At the end of May 2020, prior to the Fintiv decision being marked precedential, Husch Blackwell’s patent litigation team submitted a petition to the PTAB challenging the validity of a patent asserted against Sotera by Masimo Corporation. Relying on the Fintiv multi-factor test, Masimo later urged the Board to deny institution on discretionary grounds, arguing that the corresponding district court litigation was too advanced and instituting IPR would waste PTAB resources.
Importantly, in the parallel district court litigation, the court had not ruled on a motion to stay filed by Husch Blackwell due to a litigation backlog but had vacated a claim construction hearing in view of the undecided motion to stay. Without the district court litigation stayed, the Husch Blackwell team filed a broad stipulation stating that if the IPR is instituted, Sotera “will not pursue in the District Court Litigation any ground raised or that could have been reasonably raised in an IPR.”

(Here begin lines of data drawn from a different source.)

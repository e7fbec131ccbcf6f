//! 결제 콜백 처리기
//!
//! 게이트웨이 콜백은 최소 1회 전달이 보장될 뿐 중복/지연 전달이
//! 얼마든지 일어납니다. 같은 거래의 재전달은 금융 상태를 다시 바꾸지
//! 않아야 하며, 이를 위해 금융 전이는 거래 상태 검사와 같은
//! 트랜잭션에서 일어나고 원장 적립은 멱등 키로 보호됩니다.
//!
//! 처리 순서:
//!   1단계 (트랜잭션): 결제/주문 상태 전이 + 판매자 대기 정산 적립
//!   2단계 (커밋 후): 파일 전달 → 성공 시 별도 트랜잭션으로 정산 확정
//!
//! 전달 실패/시간 초과 시 주문은 `paid`로 남고, `complete_delivery`로
//! 재시도할 수 있습니다.

use std::sync::Arc;
use std::time::Duration;

use log::{info, warn};
use sqlx::sqlite::SqlitePool;
use tokio::time::timeout;

use crate::db::{now_ts, with_tx_retry};
use crate::error::MarketError;
use crate::external::{notify_best_effort, DeliveryClient, Notifier, NotifyKind};
use crate::risk::RiskGovernor;
use crate::wallet::ledger;

/// 콜백 처리 결과
#[derive(Debug, Clone, Copy, PartialEq, Eq)]
pub enum CallbackOutcome {
    /// 결제 성공 처리됨 (전달/정산까지 시도)
    Processed { order_id: i64 },
    /// 결제 실패가 기록됨 (종결 상태, 지갑 영향 없음)
    FailedRecorded { order_id: i64 },
    /// 이미 처리된 거래의 재전달 (no-op)
    AlreadyProcessed { order_id: i64 },
    /// 알 수 없는 거래 (감사 기록만 남김)
    NotFound,
}

struct CallbackTarget {
    payment_id: i64,
    order_id: i64,
    order_no: String,
    buyer_id: String,
    seller_id: String,
    expected_cents: i64,
    seller_amount_cents: i64,
    payment_status: String,
}

/// 결제 콜백 처리기
pub struct CallbackProcessor {
    pool: SqlitePool,
    delivery: Arc<dyn DeliveryClient>,
    notifier: Arc<dyn Notifier>,
    risk: Arc<RiskGovernor>,
    call_timeout: Duration,
}

impl CallbackProcessor {
    pub fn new(
        pool: SqlitePool,
        delivery: Arc<dyn DeliveryClient>,
        notifier: Arc<dyn Notifier>,
        risk: Arc<RiskGovernor>,
        call_timeout: Duration,
    ) -> Self {
        Self { pool, delivery, notifier, risk, call_timeout }
    }

    /// 게이트웨이 콜백 처리
    ///
    /// 같은 `transaction_id`로 몇 번을 호출해도 금융 상태 전이는 한
    /// 번만 일어납니다.
    pub async fn handle_callback(
        &self,
        transaction_id: &str,
        success: bool,
        amount_cents: i64,
        payload: Option<&str>,
    ) -> Result<CallbackOutcome, MarketError> {
        let outcome = with_tx_retry("handle_callback", || {
            self.apply_callback_once(transaction_id, success, amount_cents, payload)
        })
        .await?;

        if let CallbackOutcome::Processed { order_id } = outcome {
            self.notify_payment_success(order_id).await;
            self.deliver_and_settle(order_id).await;
        }

        Ok(outcome)
    }

    /// 결제 성공 알림 (전달 결과와 무관하게 발송)
    async fn notify_payment_success(&self, order_id: i64) {
        let order: Result<Option<(String, String, String)>, sqlx::Error> =
            sqlx::query_as("SELECT order_no, buyer_id, seller_id FROM orders WHERE id = ?")
                .bind(order_id)
                .fetch_optional(&self.pool)
                .await;
        let (order_no, buyer_id, seller_id) = match order {
            Ok(Some(row)) => row,
            _ => return,
        };

        notify_best_effort(
            self.notifier.as_ref(),
            &buyer_id,
            "결제 완료",
            &format!("주문 {}의 결제가 확인되었습니다.", order_no),
            NotifyKind::Success,
        )
        .await;
        notify_best_effort(
            self.notifier.as_ref(),
            &seller_id,
            "판매 대금 대기 정산",
            &format!("주문 {}의 판매 대금이 대기 정산으로 적립되었습니다.", order_no),
            NotifyKind::Info,
        )
        .await;
    }

    /// 1단계: 상태 전이와 대기 정산 적립 (단일 트랜잭션)
    async fn apply_callback_once(
        &self,
        transaction_id: &str,
        success: bool,
        amount_cents: i64,
        payload: Option<&str>,
    ) -> Result<CallbackOutcome, MarketError> {
        let mut tx = self.pool.begin().await?;
        let now = now_ts();

        let target: Option<CallbackTarget> = sqlx::query_as::<_, (i64, i64, String, String, String, i64, i64, String)>(
            "SELECT p.id, p.order_id, o.order_no, o.buyer_id, o.seller_id,
                    p.amount_cents, o.seller_amount_cents, p.status
             FROM order_payments p JOIN orders o ON o.id = p.order_id
             WHERE p.transaction_id = ?",
        )
        .bind(transaction_id)
        .fetch_optional(&mut *tx)
        .await?
        .map(|(payment_id, order_id, order_no, buyer_id, seller_id, expected_cents, seller_amount_cents, payment_status)| {
            CallbackTarget {
                payment_id,
                order_id,
                order_no,
                buyer_id,
                seller_id,
                expected_cents,
                seller_amount_cents,
                payment_status,
            }
        });

        let target = match target {
            Some(target) => target,
            None => {
                // 알 수 없는 거래도 감사 기록은 남긴다
                sqlx::query(
                    "INSERT INTO payment_callback_logs (transaction_id, status, payload, created_at)
                     VALUES (?, 'orphan', ?, ?)",
                )
                .bind(transaction_id)
                .bind(payload)
                .bind(now)
                .execute(&mut *tx)
                .await?;
                tx.commit().await?;

                warn!("알 수 없는 거래의 콜백: {}", transaction_id);
                return Ok(CallbackOutcome::NotFound);
            }
        };

        if target.payment_status != "pending" {
            sqlx::query(
                "INSERT INTO payment_callback_logs (order_id, transaction_id, status, payload, created_at)
                 VALUES (?, ?, 'duplicate', ?, ?)",
            )
            .bind(target.order_id)
            .bind(transaction_id)
            .bind(payload)
            .bind(now)
            .execute(&mut *tx)
            .await?;
            tx.commit().await?;

            info!("중복 콜백 무시: 거래 {} (주문 {})", transaction_id, target.order_no);
            return Ok(CallbackOutcome::AlreadyProcessed { order_id: target.order_id });
        }

        if amount_cents != target.expected_cents {
            // 상태는 바꾸지 않고 거부 — 감사 기록과 리스크 이벤트만
            sqlx::query(
                "INSERT INTO payment_callback_logs (order_id, transaction_id, status, payload, created_at)
                 VALUES (?, ?, 'mismatch', ?, ?)",
            )
            .bind(target.order_id)
            .bind(transaction_id)
            .bind(payload)
            .bind(now)
            .execute(&mut *tx)
            .await?;
            tx.commit().await?;

            self.risk
                .record_event(
                    &target.buyer_id,
                    "amount_mismatch",
                    Some(&target.order_id.to_string()),
                    &serde_json::json!({
                        "transaction_id": transaction_id,
                        "expected": target.expected_cents,
                        "actual": amount_cents,
                    }),
                    80,
                )
                .await?;

            return Err(MarketError::AmountMismatch {
                expected: target.expected_cents,
                actual: amount_cents,
            });
        }

        if !success {
            sqlx::query("UPDATE order_payments SET status = 'failed' WHERE id = ?")
                .bind(target.payment_id)
                .execute(&mut *tx)
                .await?;
            // 결제 실패는 종결 상태 — 지갑에는 아무 영향 없음
            sqlx::query(
                "UPDATE orders SET status = 'failed', payment_status = 'failed', updated_at = ?
                 WHERE id = ?",
            )
            .bind(now)
            .bind(target.order_id)
            .execute(&mut *tx)
            .await?;
            sqlx::query(
                "INSERT INTO payment_callback_logs (order_id, transaction_id, status, payload, created_at)
                 VALUES (?, ?, 'failed', ?, ?)",
            )
            .bind(target.order_id)
            .bind(transaction_id)
            .bind(payload)
            .bind(now)
            .execute(&mut *tx)
            .await?;
            tx.commit().await?;

            info!("결제 실패 기록: 주문 {} (거래 {})", target.order_no, transaction_id);
            return Ok(CallbackOutcome::FailedRecorded { order_id: target.order_id });
        }

        sqlx::query("UPDATE order_payments SET status = 'success', paid_at = ? WHERE id = ?")
            .bind(now)
            .bind(target.payment_id)
            .execute(&mut *tx)
            .await?;
        sqlx::query(
            "UPDATE orders SET status = 'paid', payment_status = 'success', paid_at = ?, updated_at = ?
             WHERE id = ?",
        )
        .bind(now)
        .bind(now)
        .bind(target.order_id)
        .execute(&mut *tx)
        .await?;

        // 판매자 몫은 대기 정산으로 — 전달 확인 전에는 출금 불가
        ledger::credit_pending(
            &mut tx,
            &target.seller_id,
            target.seller_amount_cents,
            "sale",
            &target.order_id.to_string(),
            Some(&format!("주문 {} 판매 대금", target.order_no)),
        )
        .await?;

        sqlx::query(
            "INSERT INTO payment_callback_logs (order_id, transaction_id, status, payload, created_at)
             VALUES (?, ?, 'success', ?, ?)",
        )
        .bind(target.order_id)
        .bind(transaction_id)
        .bind(payload)
        .bind(now)
        .execute(&mut *tx)
        .await?;

        tx.commit().await?;

        info!(
            "결제 성공 처리: 주문 {} (거래 {}, 판매자 적립 {}센트)",
            target.order_no, transaction_id, target.seller_amount_cents
        );

        Ok(CallbackOutcome::Processed { order_id: target.order_id })
    }

    /// 2단계: 파일 전달 후 정산 확정
    ///
    /// 전달 실패나 시간 초과 시 주문은 `paid`로 남습니다. 이미 커밋된
    /// 결제 전이는 되돌리지 않습니다.
    async fn deliver_and_settle(&self, order_id: i64) {
        match timeout(self.call_timeout, self.delivery.deliver(order_id)).await {
            Ok(Ok(())) => {
                if let Err(e) = self.settle_order(order_id).await {
                    warn!("정산 확정 실패: 주문 {} ({})", order_id, e);
                }
            }
            Ok(Err(e)) => {
                warn!("파일 전달 실패: 주문 {} ({}) — paid 상태로 유지", order_id, e);
            }
            Err(_) => {
                warn!("파일 전달 시간 초과: 주문 {} — paid 상태로 유지", order_id);
            }
        }
    }

    /// 전달 재시도 + 정산 확정
    ///
    /// `paid`에서 멈춘 주문을 완료 상태로 밀어 넣습니다. 멱등: 이미
    /// 완료된 주문이면 `AlreadyProcessed`입니다.
    pub async fn complete_delivery(&self, order_id: i64) -> Result<(), MarketError> {
        let status: Option<(String,)> =
            sqlx::query_as("SELECT status FROM orders WHERE id = ?")
                .bind(order_id)
                .fetch_optional(&self.pool)
                .await?;
        let (status,) = status.ok_or(MarketError::NotFound("주문"))?;
        match status.as_str() {
            "paid" => {}
            "completed" => return Err(MarketError::AlreadyProcessed),
            other => {
                return Err(MarketError::InvalidState(format!(
                    "전달할 수 없는 주문 상태입니다: {}",
                    other
                )))
            }
        }

        match timeout(self.call_timeout, self.delivery.deliver(order_id)).await {
            Ok(Ok(())) => self.settle_order(order_id).await,
            Ok(Err(e)) => Err(MarketError::Provider(e.to_string())),
            Err(_) => Err(MarketError::Provider("파일 전달 시간 초과".to_string())),
        }
    }

    async fn settle_order(&self, order_id: i64) -> Result<(), MarketError> {
        let (order_no, buyer_id, seller_id) =
            with_tx_retry("settle_order", || self.settle_order_once(order_id)).await?;

        info!("주문 완료 및 정산 확정: {}", order_no);

        notify_best_effort(
            self.notifier.as_ref(),
            &buyer_id,
            "주문 완료",
            &format!("주문 {}의 파일이 전달되었습니다.", order_no),
            NotifyKind::Success,
        )
        .await;
        notify_best_effort(
            self.notifier.as_ref(),
            &seller_id,
            "판매 대금 정산",
            &format!("주문 {}의 판매 대금이 가용 잔액으로 정산되었습니다.", order_no),
            NotifyKind::Success,
        )
        .await;

        Ok(())
    }

    async fn settle_order_once(
        &self,
        order_id: i64,
    ) -> Result<(String, String, String), MarketError> {
        let mut tx = self.pool.begin().await?;
        let now = now_ts();

        let order: Option<(String, String, String, i64, String)> = sqlx::query_as(
            "SELECT order_no, buyer_id, seller_id, seller_amount_cents, status
             FROM orders WHERE id = ?",
        )
        .bind(order_id)
        .fetch_optional(&mut *tx)
        .await?;
        let (order_no, buyer_id, seller_id, seller_amount_cents, status) =
            order.ok_or(MarketError::NotFound("주문"))?;

        if status != "paid" {
            return Err(MarketError::InvalidState(format!(
                "정산할 수 없는 주문 상태입니다: {}",
                status
            )));
        }

        ledger::settle(
            &mut tx,
            &seller_id,
            seller_amount_cents,
            "settlement",
            &order_id.to_string(),
            Some(&format!("주문 {} 정산 확정", order_no)),
        )
        .await?;

        sqlx::query(
            "UPDATE orders SET status = 'completed', completed_at = ?, updated_at = ? WHERE id = ?",
        )
        .bind(now)
        .bind(now)
        .bind(order_id)
        .execute(&mut *tx)
        .await?;

        sqlx::query(
            "INSERT INTO order_logs (order_id, action, details, created_at)
             VALUES (?, 'complete', '{}', ?)",
        )
        .bind(order_id)
        .bind(now)
        .execute(&mut *tx)
        .await?;

        tx.commit().await?;

        Ok((order_no, buyer_id, seller_id))
    }
}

This stipulation ultimately prevented discretionary denial because the Board found that this stipulation mitigated any potential concerns about duplicative efforts by the Board and the district court. Hence, the broad stipulation weighed “strongly in favor of not exercising discretion to deny institution under 35 U.S.C. § 314(a).”
In its decision to grant the IPR, the Board repeatedly shot down Masimo’s arguments regarding the patent-in-suit, ultimately finding that Sotera had established “a reasonable likelihood of prevailing” on obviousness grounds.
“In our view the RE353 patent is obvious and unpatentable,” said Rudy Telscher, the leader of Husch Blackwell’s patent team for Sotera Wireless. “The difficulty was in determining how to pursue the matter, given the recent Fintiv test and the litigation backlog in the district court. The ability to file the stipulation helped clear the way toward IPR institution, which was in our judgment the most efficient way to resolve the dispute favorably for our client. I suspect more petitioners will use similarly broad stipulations to avoid discretionary denials.”
The Husch Blackwell litigation team led by Telscher includes Daisy Manning, Jennifer Hoekel, Nathan Sportel, Dustin Taylor, and Lauren Hitchens.
This release was updated on January 7, 2021.